*** Exercise material ***

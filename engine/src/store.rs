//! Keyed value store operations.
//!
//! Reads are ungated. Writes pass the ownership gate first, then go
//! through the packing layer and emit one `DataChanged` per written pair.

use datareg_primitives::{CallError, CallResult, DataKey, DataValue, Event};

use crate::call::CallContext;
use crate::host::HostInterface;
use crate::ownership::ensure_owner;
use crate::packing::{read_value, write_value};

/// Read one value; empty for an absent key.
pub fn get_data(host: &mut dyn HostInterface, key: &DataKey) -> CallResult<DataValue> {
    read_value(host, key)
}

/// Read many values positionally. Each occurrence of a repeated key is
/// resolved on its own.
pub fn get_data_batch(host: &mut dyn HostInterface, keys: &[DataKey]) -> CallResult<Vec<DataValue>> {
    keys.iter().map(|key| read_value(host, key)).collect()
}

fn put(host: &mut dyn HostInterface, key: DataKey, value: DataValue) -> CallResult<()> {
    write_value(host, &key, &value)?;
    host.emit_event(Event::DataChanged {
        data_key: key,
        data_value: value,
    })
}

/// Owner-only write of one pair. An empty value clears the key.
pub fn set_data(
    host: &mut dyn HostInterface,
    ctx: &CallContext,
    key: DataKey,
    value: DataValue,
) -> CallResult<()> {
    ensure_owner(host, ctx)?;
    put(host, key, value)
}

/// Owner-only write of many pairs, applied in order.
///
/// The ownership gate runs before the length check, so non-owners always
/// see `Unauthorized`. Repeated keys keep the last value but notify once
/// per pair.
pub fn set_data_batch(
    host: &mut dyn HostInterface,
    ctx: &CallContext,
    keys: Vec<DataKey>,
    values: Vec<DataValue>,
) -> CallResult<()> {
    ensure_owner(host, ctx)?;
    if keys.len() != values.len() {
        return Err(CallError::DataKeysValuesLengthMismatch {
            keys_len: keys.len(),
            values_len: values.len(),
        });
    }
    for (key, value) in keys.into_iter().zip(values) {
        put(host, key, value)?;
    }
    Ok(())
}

*** End of Exercise material ***
*** Exercise material ***

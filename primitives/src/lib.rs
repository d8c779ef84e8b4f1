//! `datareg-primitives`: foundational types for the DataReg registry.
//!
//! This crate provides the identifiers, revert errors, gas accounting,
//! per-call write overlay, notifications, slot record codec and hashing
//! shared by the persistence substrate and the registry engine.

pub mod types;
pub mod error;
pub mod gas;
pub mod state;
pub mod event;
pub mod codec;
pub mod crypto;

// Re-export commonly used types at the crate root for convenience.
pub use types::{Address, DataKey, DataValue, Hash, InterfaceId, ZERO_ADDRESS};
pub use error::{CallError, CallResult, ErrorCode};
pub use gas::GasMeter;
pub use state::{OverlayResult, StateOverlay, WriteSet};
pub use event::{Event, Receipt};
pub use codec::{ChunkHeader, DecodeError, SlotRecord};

*** End of Exercise material ***

§ **What is needed**
Where the data above reaches the line holding "filename engine/src/store.rs", begin printing, and stop after the line holding "use crate::ownership::ensure_owner;". Each line must be reproduced exactly, with nothing else added.

§ **Answer space**
filename engine/src/store.rs
//! Keyed value store operations.
//!
//! Reads are ungated. Writes pass the ownership gate first, then go
//! through the packing layer and emit one `DataChanged` per written pair.

use datareg_primitives::{CallError, CallResult, DataKey, DataValue, Event};

use crate::call::CallContext;
use crate::host::HostInterface;
use crate::ownership::ensure_owner;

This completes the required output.